Information:
//! The resolved context: ordered packages, merged environment, merged
//! command aliases, and the `WIZ_CONTEXT` snapshot.
//!
//! Environment merging folds package environs from the farthest package
//! toward ROOT, so a higher-priority package's `${VAR}` reference reads
//! the value accumulated from lower-priority packages and its own entries
//! land in front. Substitution is a single pass; it does not iterate to a
//! fixpoint. A reference to the key being assigned reads the prior value
//! of that key (the `PATH` augmentation pattern) and collapses to empty
//! when there is none; any other unresolved reference stays literal and
//! records a warning.

use crate::history::EventCollector;
use crate::package::Package;
use base64::Engine;
use base64::engine::general_purpose::STANDARD as BASE64;
use serde::{Deserialize, Serialize};
use std::collections::BTreeMap;
use std::path::PathBuf;
use std::sync::Arc;
use thiserror::Error;

/// Environment variable carrying the encoded context snapshot.
pub const CONTEXT_ENVIRON: &str = "WIZ_CONTEXT";

#[derive(Debug, Error)]
pub enum ContextError {
    #[error("failed to decode context snapshot: {0}")]
    Decode(#[from] base64::DecodeError),
    #[error("failed to parse context snapshot: {0}")]
    Parse(#[from] serde_json::Error),
    #[error("environment variable {CONTEXT_ENVIRON} is not set")]
    NotCaptured,
}

pub type Result<T> = std::result::Result<T, ContextError>;

#[derive(Debug, Clone, PartialEq, Eq, Serialize, Deserialize)]
pub struct PackageSummary {
    pub qualified_identifier: String,
    pub version: String,
    #[serde(skip_serializing_if = "Option::is_none")]
    pub variant_id: Option<String>,
    pub definition_path: PathBuf,
    pub registry_path: PathBuf,
}

#[derive(Debug, Clone, PartialEq, Eq, Serialize, Deserialize)]
pub struct Context {
    pub packages: Vec<PackageSummary>,
    pub environ: BTreeMap<String, String>,
    pub command: BTreeMap<String, String>,
    pub registries: Vec<PathBuf>,
}

impl Context {
    /// Assemble the context from distance-ordered packages.
    pub fn from_packages(
        packages: &[Arc<Package>],
        registries: &[PathBuf],
        initial_environ: &BTreeMap<String, String>,
        collector: &mut EventCollector,
    ) -> Context {
        let mut environ = initial_environ.clone();
        for package in packages.iter().rev() {
            merge_package_environ(&mut environ, package, collector);
        }

        // Later packages override earlier ones.
        let mut command = BTreeMap::new();
        for package in packages {
            for (alias, target) in package.command() {
                command.insert(alias.clone(), target.clone());
            }
        }

        let summaries: Vec<PackageSummary> = packages
            .iter()
            .map(|package| PackageSummary {
                qualified_identifier: package.qualified_identifier().to_string(),
                version: package.version().to_string(),
                variant_id: package.variant_id().map(str::to_string),
                definition_path: package.definition().definition_path().to_path_buf(),
                registry_path: package.definition().registry_path().to_path_buf(),
            })
            .collect();

        let package_ids: Vec<String> = summaries
            .iter()
            .map(|summary| summary.qualified_identifier.clone())
            .collect();
        environ.insert(
            CONTEXT_ENVIRON.to_string(),
            encode_context(registries, &package_ids),
        );

        Context {
            packages: summaries,
            environ,
            command,
            registries: registries.to_vec(),
        }
    }
}

/// Fold one package's environ into the accumulated mapping, substituting
/// `${VAR}` references as each entry lands.
fn merge_package_environ(
    environ: &mut BTreeMap<String, String>,
    package: &Arc<Package>,
    collector: &mut EventCollector,
) {
    for (key, value) in package.environ() {
        let substituted = substitute(value, key, environ, package, collector);
        environ.insert(key.clone(), substituted);
    }
}

fn substitute(
    value: &str,
    current_key: &str,
    environ: &BTreeMap<String, String>,
    package: &Arc<Package>,
    collector: &mut EventCollector,
) -> String {
    let mut output = String::with_capacity(value.len());
    let mut rest = value;
    while let Some(start) = rest.find("${") {
        output.push_str(&rest[..start]);
        let after = &rest[start + 2..];
        let Some(end) = after.find('}') else {
            // Unterminated reference; keep the tail verbatim.
            output.push_str(&rest[start..]);
            return output;
        };
        let name = &after[..end];
        match lookup(name, environ, package) {
            Some(resolved) => output.push_str(&resolved),
            None if name == current_key => {
                // Self-augmentation with no prior value collapses to
                // nothing: `PATH=/a:${PATH}` on an empty PATH gives `/a:`.
            }
            None => {
                collector.warning(format!(
                    "unresolved reference ${{{name}}} in {key} of {package}",
                    key = current_key,
                    package = package.qualified_identifier(),
                ));
                output.push_str("${");
                output.push_str(name);
                output.push('}');
            }
        }
        rest = &after[end + 1..];
    }
    output.push_str(rest);
    output
}

fn lookup(
    name: &str,
    environ: &BTreeMap<String, String>,
    package: &Arc<Package>,
) -> Option<String> {
    match name {
        "INSTALL_LOCATION" => package.install_location().map(str::to_string),
        "INSTALL_ROOT" => package.install_root().map(str::to_string),
        _ => environ.get(name).cloned(),
    }
}

#[derive(Debug, Serialize, Deserialize, PartialEq, Eq)]
struct ContextSnapshot {
    registries: Vec<PathBuf>,
    packages: Vec<String>,
}

/// Base64-encoded JSON snapshot of `(registry paths, package ids)`.
pub fn encode_context(registries: &[PathBuf], package_ids: &[String]) -> String {
    let snapshot = ContextSnapshot {
        registries: registries.to_vec(),
        packages: package_ids.to_vec(),
    };
    let json = serde_json::to_vec(&snapshot).unwrap_or_default();
    BASE64.encode(json)
}

/// Invert [`encode_context`].
pub fn decode_context(encoded: &str) -> Result<(Vec<PathBuf>, Vec<String>)> {
    let bytes = BASE64.decode(encoded.trim())?;
    let snapshot: ContextSnapshot = serde_json::from_slice(&bytes)?;
    Ok((snapshot.registries, snapshot.packages))
}

/// Reconstitute the resolver state recorded in the calling environment.
pub fn discover_context() -> Result<(Vec<PathBuf>, Vec<String>)> {
    let encoded = std::env::var(CONTEXT_ENVIRON).map_err(|_| ContextError::NotCaptured)?;
    decode_context(&encoded)
}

What is required:
The data above should be copied out with complete accuracy.

Output of the exercise:
//! The resolved context: ordered packages, merged environment, merged
//! command aliases, and the `WIZ_CONTEXT` snapshot.
//!
//! Environment merging folds package environs from the farthest package
//! toward ROOT, so a higher-priority package's `${VAR}` reference reads
//! the value accumulated from lower-priority packages and its own entries
//! land in front. Substitution is a single pass; it does not iterate to a
//! fixpoint. A reference to the key being assigned reads the prior value
//! of that key (the `PATH` augmentation pattern) and collapses to empty
//! when there is none; any other unresolved reference stays literal and
//! records a warning.

use crate::history::EventCollector;
use crate::package::Package;
use base64::Engine;
use base64::engine::general_purpose::STANDARD as BASE64;
use serde::{Deserialize, Serialize};
use std::collections::BTreeMap;
use std::path::PathBuf;
use std::sync::Arc;
use thiserror::Error;

/// Environment variable carrying the encoded context snapshot.
pub const CONTEXT_ENVIRON: &str = "WIZ_CONTEXT";

#[derive(Debug, Error)]
pub enum ContextError {
    #[error("failed to decode context snapshot: {0}")]
    Decode(#[from] base64::DecodeError),
    #[error("failed to parse context snapshot: {0}")]
    Parse(#[from] serde_json::Error),
    #[error("environment variable {CONTEXT_ENVIRON} is not set")]
    NotCaptured,
}

pub type Result<T> = std::result::Result<T, ContextError>;

#[derive(Debug, Clone, PartialEq, Eq, Serialize, Deserialize)]
pub struct PackageSummary {
    pub qualified_identifier: String,
    pub version: String,
    #[serde(skip_serializing_if = "Option::is_none")]
    pub variant_id: Option<String>,
    pub definition_path: PathBuf,
    pub registry_path: PathBuf,
}

#[derive(Debug, Clone, PartialEq, Eq, Serialize, Deserialize)]
pub struct Context {
    pub packages: Vec<PackageSummary>,
    pub environ: BTreeMap<String, String>,
    pub command: BTreeMap<String, String>,
    pub registries: Vec<PathBuf>,
}

impl Context {
    /// Assemble the context from distance-ordered packages.
    pub fn from_packages(
        packages: &[Arc<Package>],
        registries: &[PathBuf],
        initial_environ: &BTreeMap<String, String>,
        collector: &mut EventCollector,
    ) -> Context {
        let mut environ = initial_environ.clone();
        for package in packages.iter().rev() {
            merge_package_environ(&mut environ, package, collector);
        }

        // Later packages override earlier ones.
        let mut command = BTreeMap::new();
        for package in packages {
            for (alias, target) in package.command() {
                command.insert(alias.clone(), target.clone());
            }
        }

        let summaries: Vec<PackageSummary> = packages
            .iter()
            .map(|package| PackageSummary {
                qualified_identifier: package.qualified_identifier().to_string(),
                version: package.version().to_string(),
                variant_id: package.variant_id().map(str::to_string),
                definition_path: package.definition().definition_path().to_path_buf(),
                registry_path: package.definition().registry_path().to_path_buf(),
            })
            .collect();

        let package_ids: Vec<String> = summaries
            .iter()
            .map(|summary| summary.qualified_identifier.clone())
            .collect();
        environ.insert(
            CONTEXT_ENVIRON.to_string(),
            encode_context(registries, &package_ids),
        );

        Context {
            packages: summaries,
            environ,
            command,
            registries: registries.to_vec(),
        }
    }
}

/// Fold one package's environ into the accumulated mapping, substituting
/// `${VAR}` references as each entry lands.
fn merge_package_environ(
    environ: &mut BTreeMap<String, String>,
    package: &Arc<Package>,
    collector: &mut EventCollector,
) {
    for (key, value) in package.environ() {
        let substituted = substitute(value, key, environ, package, collector);
        environ.insert(key.clone(), substituted);
    }
}

fn substitute(
    value: &str,
    current_key: &str,
    environ: &BTreeMap<String, String>,
    package: &Arc<Package>,
    collector: &mut EventCollector,
) -> String {
    let mut output = String::with_capacity(value.len());
    let mut rest = value;
    while let Some(start) = rest.find("${") {
        output.push_str(&rest[..start]);
        let after = &rest[start + 2..];
        let Some(end) = after.find('}') else {
            // Unterminated reference; keep the tail verbatim.
            output.push_str(&rest[start..]);
            return output;
        };
        let name = &after[..end];
        match lookup(name, environ, package) {
            Some(resolved) => output.push_str(&resolved),
            None if name == current_key => {
                // Self-augmentation with no prior value collapses to
                // nothing: `PATH=/a:${PATH}` on an empty PATH gives `/a:`.
            }
            None => {
                collector.warning(format!(
                    "unresolved reference ${{{name}}} in {key} of {package}",
                    key = current_key,
                    package = package.qualified_identifier(),
                ));
                output.push_str("${");
                output.push_str(name);
                output.push('}');
            }
        }
        rest = &after[end + 1..];
    }
    output.push_str(rest);
    output
}

fn lookup(
    name: &str,
    environ: &BTreeMap<String, String>,
    package: &Arc<Package>,
) -> Option<String> {
    match name {
        "INSTALL_LOCATION" => package.install_location().map(str::to_string),
        "INSTALL_ROOT" => package.install_root().map(str::to_string),
        _ => environ.get(name).cloned(),
    }
}

#[derive(Debug, Serialize, Deserialize, PartialEq, Eq)]
struct ContextSnapshot {
    registries: Vec<PathBuf>,
    packages: Vec<String>,
}

/// Base64-encoded JSON snapshot of `(registry paths, package ids)`.
pub fn encode_context(registries: &[PathBuf], package_ids: &[String]) -> String {
    let snapshot = ContextSnapshot {
        registries: registries.to_vec(),
        packages: package_ids.to_vec(),
    };
    let json = serde_json::to_vec(&snapshot).unwrap_or_default();
    BASE64.encode(json)
}

/// Invert [`encode_context`].
pub fn decode_context(encoded: &str) -> Result<(Vec<PathBuf>, Vec<String>)> {
    let bytes = BASE64.decode(encoded.trim())?;
    let snapshot: ContextSnapshot = serde_json::from_slice(&bytes)?;
    Ok((snapshot.registries, snapshot.packages))
}

/// Reconstitute the resolver state recorded in the calling environment.
pub fn discover_context() -> Result<(Vec<PathBuf>, Vec<String>)> {
    let encoded = std::env::var(CONTEXT_ENVIRON).map_err(|_| ContextError::NotCaptured)?;
    decode_context(&encoded)
}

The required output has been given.